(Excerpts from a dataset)
□ □ □ □ □ □ □

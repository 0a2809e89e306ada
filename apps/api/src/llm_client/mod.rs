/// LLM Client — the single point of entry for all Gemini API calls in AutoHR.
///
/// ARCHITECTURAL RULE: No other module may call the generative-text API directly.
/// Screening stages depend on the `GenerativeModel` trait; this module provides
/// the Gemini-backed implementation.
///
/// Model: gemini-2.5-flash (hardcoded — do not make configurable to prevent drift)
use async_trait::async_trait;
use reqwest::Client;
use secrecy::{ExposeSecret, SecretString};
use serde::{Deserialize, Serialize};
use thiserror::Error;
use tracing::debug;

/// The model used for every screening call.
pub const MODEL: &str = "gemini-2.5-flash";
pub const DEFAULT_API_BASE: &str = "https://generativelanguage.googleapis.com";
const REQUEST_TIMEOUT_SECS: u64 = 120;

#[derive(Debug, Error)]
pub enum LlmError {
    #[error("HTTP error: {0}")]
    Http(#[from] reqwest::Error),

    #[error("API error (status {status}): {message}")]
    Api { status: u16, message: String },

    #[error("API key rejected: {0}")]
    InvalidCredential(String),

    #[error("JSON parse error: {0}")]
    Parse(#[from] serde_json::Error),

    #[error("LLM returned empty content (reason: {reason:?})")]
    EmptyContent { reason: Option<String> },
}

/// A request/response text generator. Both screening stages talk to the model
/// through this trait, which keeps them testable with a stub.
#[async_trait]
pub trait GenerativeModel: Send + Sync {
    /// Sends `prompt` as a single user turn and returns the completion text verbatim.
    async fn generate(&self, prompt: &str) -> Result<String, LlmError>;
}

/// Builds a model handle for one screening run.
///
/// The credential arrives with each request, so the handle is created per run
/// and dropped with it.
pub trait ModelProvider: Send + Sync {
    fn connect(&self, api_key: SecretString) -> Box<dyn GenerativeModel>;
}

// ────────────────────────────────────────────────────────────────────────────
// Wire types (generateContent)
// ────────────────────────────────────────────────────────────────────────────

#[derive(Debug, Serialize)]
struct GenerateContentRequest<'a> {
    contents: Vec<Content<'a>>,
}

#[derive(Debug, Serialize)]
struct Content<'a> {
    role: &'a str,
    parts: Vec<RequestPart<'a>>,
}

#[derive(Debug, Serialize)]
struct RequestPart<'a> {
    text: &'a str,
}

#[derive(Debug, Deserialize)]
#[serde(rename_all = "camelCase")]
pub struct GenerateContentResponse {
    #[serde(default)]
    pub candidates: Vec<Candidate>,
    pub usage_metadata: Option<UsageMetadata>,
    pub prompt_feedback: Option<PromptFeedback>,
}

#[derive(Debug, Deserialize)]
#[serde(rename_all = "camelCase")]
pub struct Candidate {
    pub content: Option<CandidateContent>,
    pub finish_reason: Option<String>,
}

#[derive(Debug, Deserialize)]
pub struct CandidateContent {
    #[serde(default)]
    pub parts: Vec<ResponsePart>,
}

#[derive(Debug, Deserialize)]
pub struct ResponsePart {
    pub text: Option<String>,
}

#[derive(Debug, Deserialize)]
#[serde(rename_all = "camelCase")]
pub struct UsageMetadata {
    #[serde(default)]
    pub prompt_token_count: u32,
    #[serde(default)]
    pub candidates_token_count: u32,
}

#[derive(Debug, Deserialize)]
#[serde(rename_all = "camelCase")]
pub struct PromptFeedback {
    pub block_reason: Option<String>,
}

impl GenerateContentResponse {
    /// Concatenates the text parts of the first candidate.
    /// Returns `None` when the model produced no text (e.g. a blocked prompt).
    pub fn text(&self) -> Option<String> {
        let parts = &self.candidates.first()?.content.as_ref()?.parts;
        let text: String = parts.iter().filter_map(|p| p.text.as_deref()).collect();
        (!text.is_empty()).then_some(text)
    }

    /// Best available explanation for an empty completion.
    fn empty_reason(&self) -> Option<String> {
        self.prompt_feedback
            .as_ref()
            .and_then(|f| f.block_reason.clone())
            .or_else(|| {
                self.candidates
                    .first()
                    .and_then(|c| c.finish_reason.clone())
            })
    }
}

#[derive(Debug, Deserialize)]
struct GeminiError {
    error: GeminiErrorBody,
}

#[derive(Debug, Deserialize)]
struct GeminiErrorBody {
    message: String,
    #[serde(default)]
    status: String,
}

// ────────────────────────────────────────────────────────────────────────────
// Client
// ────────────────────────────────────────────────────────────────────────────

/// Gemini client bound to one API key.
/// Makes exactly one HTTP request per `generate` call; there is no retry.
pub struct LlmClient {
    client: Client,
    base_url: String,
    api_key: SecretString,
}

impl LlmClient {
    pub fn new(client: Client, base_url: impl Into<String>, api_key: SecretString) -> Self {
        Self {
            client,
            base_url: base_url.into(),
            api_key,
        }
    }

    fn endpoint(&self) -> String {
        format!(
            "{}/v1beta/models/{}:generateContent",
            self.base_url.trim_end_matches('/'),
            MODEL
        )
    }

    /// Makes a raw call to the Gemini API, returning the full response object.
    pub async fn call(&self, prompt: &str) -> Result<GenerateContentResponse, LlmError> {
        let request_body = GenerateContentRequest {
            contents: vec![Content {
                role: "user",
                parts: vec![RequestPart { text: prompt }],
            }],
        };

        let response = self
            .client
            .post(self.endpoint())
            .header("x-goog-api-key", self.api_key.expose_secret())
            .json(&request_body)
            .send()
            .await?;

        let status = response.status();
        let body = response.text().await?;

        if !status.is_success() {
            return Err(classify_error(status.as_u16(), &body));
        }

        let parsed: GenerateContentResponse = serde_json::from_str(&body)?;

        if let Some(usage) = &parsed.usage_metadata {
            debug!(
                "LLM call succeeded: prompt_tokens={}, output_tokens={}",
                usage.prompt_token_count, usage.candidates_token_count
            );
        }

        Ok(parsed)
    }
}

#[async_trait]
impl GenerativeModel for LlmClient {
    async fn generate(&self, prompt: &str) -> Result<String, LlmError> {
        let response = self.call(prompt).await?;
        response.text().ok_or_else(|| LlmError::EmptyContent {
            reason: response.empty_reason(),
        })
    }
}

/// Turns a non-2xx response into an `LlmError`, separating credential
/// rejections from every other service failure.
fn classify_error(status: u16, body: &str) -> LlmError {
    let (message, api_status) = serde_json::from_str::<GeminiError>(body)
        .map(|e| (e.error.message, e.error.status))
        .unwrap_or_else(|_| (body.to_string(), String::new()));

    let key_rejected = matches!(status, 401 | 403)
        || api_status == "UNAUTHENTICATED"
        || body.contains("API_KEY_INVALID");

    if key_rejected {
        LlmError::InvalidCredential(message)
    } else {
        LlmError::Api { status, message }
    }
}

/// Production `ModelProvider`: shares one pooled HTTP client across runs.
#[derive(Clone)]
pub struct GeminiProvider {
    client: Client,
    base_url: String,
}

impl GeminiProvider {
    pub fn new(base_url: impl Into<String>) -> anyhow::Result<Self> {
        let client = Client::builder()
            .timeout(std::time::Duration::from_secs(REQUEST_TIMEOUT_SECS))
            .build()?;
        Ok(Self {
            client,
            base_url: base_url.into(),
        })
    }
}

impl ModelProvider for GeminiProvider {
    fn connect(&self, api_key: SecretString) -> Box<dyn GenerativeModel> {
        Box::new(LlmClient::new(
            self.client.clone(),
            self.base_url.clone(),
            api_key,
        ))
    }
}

□ □ □ □ □ □ □

Going through the entries, return every line holding the word "user".

    /// Sends `prompt` as a single user turn and returns the completion text verbatim.
                role: "user",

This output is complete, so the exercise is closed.